Your answer should be one number: the count of lines below that contain "header".

[Items listed in a dataset]
----

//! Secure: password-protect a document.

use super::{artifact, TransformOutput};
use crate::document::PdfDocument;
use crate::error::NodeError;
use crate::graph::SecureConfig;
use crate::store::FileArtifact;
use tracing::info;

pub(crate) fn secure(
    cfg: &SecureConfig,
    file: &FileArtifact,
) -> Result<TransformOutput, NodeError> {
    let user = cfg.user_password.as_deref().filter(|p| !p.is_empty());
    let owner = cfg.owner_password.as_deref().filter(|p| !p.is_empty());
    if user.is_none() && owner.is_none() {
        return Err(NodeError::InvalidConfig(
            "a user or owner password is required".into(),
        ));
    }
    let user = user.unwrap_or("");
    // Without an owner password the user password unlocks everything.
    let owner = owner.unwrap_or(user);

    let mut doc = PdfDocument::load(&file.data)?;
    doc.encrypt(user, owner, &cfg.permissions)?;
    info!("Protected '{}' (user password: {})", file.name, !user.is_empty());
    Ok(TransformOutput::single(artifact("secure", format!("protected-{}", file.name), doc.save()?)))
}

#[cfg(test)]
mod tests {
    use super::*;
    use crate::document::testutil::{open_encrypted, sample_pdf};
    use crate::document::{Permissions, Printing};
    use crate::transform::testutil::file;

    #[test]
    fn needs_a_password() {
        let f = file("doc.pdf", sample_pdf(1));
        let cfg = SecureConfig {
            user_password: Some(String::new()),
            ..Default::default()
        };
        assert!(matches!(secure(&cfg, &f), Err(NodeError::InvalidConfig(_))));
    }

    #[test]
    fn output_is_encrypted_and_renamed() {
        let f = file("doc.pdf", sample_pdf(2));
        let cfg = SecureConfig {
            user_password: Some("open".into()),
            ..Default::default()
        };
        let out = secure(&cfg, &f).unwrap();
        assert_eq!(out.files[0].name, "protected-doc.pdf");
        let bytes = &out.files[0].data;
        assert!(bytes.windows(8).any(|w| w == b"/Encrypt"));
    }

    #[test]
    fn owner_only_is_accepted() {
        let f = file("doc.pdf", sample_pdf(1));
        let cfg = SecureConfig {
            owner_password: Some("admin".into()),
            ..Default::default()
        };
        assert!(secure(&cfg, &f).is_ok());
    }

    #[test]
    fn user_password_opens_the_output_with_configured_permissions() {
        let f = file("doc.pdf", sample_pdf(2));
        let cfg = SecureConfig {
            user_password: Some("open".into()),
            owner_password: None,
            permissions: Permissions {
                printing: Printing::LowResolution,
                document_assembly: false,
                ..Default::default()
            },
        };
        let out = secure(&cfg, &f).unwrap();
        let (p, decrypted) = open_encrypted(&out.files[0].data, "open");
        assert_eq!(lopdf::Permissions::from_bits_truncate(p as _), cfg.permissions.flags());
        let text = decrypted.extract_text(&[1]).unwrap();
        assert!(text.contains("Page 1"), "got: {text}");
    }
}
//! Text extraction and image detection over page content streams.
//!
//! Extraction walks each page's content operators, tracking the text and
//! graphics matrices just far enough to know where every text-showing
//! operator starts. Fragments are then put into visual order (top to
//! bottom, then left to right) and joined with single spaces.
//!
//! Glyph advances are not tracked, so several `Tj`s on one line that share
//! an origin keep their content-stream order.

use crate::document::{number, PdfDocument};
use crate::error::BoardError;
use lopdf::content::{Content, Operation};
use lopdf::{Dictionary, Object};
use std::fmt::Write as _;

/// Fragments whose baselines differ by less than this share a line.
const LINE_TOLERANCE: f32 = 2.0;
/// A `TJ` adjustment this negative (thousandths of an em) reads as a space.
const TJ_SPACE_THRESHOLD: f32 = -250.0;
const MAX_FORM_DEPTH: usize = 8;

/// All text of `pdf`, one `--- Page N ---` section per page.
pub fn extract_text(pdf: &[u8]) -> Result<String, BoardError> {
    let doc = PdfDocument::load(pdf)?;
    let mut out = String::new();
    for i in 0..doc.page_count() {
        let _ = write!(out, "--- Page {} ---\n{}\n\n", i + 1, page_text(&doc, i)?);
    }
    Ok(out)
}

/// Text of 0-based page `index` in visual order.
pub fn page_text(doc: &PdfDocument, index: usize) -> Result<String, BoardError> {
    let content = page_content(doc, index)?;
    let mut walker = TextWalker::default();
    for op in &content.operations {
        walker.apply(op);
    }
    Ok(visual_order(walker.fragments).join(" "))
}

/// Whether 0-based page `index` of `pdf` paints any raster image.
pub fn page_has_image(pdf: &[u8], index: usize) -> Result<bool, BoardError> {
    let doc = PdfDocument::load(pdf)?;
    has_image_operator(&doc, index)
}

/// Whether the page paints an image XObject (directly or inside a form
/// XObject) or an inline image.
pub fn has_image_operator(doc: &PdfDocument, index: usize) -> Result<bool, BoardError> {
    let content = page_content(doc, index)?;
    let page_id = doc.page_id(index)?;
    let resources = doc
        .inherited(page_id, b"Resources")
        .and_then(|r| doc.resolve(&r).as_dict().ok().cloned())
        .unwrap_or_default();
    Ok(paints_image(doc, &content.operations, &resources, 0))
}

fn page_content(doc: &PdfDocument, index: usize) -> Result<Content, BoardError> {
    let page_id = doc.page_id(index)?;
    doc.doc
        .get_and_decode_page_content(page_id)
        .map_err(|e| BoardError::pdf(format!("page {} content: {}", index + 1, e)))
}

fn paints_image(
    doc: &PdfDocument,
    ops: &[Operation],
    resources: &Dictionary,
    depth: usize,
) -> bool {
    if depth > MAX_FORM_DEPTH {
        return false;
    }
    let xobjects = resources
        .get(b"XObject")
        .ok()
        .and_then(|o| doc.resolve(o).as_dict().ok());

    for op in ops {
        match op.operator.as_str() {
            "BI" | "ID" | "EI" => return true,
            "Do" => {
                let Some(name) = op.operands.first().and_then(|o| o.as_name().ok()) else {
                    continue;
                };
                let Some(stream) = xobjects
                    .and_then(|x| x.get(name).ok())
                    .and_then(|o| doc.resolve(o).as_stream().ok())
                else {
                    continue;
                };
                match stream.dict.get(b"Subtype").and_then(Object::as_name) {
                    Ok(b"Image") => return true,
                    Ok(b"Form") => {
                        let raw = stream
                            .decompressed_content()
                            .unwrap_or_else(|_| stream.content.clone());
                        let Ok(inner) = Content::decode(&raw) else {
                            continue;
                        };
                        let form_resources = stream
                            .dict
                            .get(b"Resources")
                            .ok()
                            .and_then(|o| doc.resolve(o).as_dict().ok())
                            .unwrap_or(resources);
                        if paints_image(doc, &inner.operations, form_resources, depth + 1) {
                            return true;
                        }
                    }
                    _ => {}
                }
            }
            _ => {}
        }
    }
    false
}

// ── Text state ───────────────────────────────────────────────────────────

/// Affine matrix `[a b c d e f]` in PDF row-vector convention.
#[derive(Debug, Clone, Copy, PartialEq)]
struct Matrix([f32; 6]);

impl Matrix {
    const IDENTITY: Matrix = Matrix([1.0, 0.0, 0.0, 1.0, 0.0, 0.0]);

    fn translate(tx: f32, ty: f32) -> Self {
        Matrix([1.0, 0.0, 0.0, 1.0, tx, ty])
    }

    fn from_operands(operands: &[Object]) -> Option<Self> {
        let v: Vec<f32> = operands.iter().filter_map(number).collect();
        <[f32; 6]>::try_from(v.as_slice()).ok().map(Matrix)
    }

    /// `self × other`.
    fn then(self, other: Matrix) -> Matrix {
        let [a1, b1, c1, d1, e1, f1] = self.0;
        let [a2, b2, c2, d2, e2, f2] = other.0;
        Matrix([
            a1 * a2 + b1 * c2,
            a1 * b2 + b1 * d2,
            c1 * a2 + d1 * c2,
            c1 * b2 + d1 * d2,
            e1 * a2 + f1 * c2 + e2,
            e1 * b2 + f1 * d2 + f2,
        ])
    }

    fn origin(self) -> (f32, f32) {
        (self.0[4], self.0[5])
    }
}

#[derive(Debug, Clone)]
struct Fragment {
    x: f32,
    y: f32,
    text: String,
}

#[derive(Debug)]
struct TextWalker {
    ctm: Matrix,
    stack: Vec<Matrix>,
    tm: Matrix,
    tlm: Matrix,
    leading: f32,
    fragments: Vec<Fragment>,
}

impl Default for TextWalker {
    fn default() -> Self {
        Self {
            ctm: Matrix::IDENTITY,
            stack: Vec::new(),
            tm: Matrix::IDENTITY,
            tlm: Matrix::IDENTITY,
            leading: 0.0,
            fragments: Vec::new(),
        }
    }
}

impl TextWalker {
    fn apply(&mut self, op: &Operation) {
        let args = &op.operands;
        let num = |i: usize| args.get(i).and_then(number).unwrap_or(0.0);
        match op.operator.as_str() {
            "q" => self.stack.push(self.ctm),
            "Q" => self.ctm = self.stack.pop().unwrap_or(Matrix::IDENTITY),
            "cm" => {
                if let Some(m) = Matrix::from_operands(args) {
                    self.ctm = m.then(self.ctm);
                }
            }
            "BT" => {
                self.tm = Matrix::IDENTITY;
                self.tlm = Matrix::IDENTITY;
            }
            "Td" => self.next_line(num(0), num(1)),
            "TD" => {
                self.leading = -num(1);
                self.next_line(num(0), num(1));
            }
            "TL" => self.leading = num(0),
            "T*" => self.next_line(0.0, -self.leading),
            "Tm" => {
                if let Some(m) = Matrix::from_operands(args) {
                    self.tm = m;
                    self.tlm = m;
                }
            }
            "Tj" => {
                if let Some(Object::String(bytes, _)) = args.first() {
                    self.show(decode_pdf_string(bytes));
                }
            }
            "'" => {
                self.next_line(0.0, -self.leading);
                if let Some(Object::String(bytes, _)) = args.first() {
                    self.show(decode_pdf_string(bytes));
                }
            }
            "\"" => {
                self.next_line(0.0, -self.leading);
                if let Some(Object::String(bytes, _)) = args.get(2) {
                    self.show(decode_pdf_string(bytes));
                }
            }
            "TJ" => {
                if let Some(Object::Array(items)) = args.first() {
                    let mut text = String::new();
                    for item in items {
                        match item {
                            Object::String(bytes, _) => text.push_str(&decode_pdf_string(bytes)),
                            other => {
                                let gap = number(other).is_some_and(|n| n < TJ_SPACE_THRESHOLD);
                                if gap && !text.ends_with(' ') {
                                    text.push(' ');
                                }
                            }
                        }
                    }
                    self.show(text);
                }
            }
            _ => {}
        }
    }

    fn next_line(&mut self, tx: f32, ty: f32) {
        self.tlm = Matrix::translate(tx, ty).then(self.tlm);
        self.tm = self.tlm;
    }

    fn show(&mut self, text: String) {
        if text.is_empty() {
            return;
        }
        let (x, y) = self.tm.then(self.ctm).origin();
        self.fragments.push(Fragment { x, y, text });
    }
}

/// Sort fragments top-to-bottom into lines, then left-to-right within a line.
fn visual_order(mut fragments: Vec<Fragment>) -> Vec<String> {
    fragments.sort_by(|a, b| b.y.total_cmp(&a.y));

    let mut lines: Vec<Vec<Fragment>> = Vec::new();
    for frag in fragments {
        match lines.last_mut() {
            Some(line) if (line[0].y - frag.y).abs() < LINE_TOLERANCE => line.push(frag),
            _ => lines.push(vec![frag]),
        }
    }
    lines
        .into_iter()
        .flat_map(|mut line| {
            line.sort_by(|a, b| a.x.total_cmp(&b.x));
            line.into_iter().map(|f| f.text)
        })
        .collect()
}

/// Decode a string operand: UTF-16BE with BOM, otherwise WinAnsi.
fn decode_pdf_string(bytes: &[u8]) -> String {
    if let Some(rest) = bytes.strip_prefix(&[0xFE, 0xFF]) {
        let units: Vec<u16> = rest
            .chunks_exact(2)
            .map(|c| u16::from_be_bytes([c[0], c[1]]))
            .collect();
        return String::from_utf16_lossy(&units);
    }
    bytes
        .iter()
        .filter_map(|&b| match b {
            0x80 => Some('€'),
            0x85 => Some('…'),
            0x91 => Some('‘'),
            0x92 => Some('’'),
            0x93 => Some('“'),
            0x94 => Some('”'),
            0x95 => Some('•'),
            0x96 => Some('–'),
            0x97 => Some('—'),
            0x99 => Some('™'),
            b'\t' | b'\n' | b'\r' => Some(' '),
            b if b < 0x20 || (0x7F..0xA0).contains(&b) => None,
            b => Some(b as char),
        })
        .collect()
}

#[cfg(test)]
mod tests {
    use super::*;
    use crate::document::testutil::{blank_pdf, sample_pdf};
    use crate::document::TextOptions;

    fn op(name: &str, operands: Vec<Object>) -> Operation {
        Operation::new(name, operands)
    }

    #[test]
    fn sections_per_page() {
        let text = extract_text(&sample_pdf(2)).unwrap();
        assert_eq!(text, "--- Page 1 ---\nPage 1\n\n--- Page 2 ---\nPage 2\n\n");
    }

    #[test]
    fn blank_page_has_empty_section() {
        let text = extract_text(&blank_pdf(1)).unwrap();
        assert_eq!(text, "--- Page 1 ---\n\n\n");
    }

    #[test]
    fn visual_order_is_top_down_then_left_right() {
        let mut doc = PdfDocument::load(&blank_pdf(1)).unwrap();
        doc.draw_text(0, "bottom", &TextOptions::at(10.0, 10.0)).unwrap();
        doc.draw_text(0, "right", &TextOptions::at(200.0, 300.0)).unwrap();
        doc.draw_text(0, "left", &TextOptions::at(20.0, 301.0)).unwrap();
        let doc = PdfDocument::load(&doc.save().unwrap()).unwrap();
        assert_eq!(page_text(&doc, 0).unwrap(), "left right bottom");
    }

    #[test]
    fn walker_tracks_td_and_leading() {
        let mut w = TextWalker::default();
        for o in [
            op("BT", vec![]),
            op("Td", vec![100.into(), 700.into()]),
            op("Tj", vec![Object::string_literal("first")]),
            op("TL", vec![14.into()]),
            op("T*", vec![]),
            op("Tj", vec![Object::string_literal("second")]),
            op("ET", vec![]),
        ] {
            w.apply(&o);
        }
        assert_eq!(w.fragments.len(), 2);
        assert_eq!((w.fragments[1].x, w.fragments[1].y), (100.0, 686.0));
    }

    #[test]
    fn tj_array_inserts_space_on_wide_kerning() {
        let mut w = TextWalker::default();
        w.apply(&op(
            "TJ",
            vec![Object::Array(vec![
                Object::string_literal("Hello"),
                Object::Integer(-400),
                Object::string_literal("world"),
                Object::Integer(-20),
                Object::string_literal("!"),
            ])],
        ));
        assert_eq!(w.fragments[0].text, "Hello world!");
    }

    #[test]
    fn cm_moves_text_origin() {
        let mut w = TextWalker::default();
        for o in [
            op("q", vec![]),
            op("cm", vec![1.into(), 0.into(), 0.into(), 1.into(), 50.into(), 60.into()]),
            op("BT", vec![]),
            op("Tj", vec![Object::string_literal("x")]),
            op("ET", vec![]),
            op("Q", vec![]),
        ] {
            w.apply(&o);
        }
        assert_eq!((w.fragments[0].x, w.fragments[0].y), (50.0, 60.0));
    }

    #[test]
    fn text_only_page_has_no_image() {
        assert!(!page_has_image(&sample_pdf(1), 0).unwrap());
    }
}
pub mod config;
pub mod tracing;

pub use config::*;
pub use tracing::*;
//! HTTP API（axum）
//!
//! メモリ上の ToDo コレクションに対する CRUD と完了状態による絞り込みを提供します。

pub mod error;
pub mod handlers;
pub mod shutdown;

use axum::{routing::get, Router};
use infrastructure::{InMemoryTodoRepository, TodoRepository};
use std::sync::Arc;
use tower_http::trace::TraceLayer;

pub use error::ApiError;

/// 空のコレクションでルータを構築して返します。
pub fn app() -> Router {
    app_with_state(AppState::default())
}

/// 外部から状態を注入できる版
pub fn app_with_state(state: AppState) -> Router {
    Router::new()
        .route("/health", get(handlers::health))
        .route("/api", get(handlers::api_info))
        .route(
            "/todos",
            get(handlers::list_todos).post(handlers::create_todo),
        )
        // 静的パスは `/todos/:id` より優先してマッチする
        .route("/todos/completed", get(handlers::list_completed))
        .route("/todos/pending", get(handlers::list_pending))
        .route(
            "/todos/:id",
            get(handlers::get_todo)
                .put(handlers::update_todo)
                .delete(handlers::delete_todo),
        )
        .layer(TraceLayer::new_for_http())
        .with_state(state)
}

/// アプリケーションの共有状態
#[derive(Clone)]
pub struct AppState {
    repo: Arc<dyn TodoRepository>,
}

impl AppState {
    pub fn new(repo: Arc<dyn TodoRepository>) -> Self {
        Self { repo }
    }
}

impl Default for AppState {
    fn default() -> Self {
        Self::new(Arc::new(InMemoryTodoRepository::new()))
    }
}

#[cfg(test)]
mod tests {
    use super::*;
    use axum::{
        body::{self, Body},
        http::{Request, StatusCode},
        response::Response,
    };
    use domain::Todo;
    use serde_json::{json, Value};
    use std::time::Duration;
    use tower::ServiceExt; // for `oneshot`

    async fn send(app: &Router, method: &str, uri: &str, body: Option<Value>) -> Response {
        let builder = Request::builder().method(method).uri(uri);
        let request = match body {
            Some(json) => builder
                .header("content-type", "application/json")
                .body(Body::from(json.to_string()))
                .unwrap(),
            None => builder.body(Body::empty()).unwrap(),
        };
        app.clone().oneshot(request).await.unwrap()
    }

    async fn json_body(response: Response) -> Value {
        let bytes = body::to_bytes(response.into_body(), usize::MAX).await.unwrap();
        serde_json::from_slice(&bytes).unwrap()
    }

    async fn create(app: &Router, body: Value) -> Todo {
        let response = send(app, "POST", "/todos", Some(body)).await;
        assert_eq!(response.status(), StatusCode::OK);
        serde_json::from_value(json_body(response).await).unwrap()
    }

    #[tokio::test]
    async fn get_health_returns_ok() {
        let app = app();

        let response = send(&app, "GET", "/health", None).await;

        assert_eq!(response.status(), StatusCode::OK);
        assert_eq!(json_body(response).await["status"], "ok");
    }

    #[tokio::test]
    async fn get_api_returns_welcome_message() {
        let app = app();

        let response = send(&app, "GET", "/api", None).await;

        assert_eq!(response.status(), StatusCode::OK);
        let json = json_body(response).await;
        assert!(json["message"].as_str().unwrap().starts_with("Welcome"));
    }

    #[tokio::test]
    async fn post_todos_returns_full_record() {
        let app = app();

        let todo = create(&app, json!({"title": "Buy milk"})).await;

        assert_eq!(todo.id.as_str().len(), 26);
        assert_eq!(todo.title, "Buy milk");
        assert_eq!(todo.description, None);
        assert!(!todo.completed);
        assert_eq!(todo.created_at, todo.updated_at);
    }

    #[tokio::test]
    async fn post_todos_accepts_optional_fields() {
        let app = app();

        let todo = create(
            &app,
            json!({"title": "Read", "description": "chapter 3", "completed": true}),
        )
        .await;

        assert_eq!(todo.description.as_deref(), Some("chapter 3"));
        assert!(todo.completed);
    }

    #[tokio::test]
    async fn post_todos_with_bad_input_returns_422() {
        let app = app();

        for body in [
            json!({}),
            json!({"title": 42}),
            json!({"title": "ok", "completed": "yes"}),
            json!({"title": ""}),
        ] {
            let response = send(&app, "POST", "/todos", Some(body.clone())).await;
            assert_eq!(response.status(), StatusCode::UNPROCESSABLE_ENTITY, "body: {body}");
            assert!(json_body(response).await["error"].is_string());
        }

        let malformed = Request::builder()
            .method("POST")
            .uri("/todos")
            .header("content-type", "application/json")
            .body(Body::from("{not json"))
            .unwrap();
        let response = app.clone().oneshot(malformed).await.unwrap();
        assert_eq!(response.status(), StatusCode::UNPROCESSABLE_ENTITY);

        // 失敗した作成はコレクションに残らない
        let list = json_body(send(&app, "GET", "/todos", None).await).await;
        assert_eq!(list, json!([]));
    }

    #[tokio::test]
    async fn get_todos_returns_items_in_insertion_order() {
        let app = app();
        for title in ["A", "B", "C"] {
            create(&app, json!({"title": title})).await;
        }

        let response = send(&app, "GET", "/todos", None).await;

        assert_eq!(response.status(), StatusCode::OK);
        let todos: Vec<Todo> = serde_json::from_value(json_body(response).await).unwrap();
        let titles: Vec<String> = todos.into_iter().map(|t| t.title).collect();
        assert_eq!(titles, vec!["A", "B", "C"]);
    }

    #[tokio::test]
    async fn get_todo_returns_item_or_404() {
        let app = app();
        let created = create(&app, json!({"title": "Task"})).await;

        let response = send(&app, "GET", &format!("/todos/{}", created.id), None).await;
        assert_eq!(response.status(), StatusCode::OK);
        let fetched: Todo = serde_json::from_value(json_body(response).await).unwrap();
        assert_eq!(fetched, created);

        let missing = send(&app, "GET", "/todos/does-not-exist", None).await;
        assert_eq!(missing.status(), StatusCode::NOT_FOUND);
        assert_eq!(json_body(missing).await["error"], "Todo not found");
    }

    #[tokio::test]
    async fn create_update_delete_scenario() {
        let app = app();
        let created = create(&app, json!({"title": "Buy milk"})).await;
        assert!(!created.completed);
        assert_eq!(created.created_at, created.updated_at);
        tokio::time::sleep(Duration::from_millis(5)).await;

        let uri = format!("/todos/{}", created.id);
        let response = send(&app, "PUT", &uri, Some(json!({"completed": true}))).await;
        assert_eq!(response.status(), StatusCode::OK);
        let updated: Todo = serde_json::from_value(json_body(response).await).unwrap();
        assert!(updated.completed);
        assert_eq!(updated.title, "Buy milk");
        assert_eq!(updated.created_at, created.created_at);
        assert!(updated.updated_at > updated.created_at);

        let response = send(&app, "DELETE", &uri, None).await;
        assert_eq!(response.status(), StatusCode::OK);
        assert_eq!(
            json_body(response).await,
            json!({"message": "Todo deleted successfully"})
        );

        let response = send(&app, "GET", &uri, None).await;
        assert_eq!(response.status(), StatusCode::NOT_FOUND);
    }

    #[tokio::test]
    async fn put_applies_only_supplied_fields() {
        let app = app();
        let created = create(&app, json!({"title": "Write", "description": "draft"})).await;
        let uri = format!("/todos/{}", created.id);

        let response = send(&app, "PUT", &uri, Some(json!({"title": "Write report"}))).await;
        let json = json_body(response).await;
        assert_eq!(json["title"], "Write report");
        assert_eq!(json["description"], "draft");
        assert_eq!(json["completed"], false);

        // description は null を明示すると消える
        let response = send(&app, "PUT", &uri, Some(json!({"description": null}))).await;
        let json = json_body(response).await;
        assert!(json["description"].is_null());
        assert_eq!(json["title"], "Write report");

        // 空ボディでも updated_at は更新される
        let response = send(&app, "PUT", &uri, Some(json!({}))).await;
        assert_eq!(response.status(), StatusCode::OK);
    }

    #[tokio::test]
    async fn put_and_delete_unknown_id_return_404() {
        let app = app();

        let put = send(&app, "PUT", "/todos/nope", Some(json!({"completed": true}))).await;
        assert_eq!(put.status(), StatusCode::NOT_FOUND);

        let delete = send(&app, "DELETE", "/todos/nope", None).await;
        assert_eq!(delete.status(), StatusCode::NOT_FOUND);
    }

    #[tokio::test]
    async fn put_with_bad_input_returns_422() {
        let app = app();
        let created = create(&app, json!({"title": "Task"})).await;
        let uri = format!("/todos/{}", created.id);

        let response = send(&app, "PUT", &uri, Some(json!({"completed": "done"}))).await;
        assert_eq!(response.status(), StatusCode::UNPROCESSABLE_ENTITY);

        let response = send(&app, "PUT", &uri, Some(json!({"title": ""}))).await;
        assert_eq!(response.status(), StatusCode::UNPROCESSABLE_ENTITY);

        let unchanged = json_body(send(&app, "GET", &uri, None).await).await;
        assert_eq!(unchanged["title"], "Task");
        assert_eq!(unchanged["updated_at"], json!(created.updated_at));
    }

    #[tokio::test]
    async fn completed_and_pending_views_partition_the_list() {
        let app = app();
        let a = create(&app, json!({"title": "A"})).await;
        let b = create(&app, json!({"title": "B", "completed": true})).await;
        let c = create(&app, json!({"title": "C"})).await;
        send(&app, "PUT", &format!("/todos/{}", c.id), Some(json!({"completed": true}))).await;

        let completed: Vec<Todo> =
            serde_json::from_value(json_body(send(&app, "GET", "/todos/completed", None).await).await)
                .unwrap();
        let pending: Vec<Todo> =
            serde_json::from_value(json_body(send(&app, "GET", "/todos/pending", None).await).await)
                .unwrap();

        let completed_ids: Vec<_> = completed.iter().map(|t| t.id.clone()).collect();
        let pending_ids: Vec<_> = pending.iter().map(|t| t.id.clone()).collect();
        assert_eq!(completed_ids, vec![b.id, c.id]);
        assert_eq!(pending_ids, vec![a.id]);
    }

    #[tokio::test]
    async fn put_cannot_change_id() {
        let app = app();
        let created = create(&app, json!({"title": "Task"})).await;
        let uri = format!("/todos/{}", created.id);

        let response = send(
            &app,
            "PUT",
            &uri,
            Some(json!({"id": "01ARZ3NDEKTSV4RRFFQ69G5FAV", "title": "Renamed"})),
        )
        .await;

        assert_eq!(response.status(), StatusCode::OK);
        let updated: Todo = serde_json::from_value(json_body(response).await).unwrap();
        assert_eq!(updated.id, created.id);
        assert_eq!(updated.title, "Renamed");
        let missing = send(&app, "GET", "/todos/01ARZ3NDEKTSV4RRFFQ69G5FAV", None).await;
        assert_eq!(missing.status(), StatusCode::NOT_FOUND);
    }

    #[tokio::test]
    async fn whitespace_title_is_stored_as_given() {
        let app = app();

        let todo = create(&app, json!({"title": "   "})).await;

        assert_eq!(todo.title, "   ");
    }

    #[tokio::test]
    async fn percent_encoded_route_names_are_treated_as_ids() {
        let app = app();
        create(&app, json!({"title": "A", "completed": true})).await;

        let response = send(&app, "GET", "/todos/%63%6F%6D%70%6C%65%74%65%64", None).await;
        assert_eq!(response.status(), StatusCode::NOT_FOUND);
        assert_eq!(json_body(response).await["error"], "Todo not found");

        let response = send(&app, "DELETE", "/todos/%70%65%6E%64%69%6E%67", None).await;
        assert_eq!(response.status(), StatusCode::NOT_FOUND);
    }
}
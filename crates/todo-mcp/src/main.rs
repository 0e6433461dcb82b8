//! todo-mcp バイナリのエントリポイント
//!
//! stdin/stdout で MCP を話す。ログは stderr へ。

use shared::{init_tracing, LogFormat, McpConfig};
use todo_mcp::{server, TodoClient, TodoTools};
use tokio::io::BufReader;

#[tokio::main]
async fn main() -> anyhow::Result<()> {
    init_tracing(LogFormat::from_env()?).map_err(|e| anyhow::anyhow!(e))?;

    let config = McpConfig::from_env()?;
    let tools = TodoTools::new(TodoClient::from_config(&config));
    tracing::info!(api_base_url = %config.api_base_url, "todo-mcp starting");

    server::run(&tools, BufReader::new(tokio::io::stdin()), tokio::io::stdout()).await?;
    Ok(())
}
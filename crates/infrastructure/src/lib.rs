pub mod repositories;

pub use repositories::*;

----

| Solution to the exercise |
2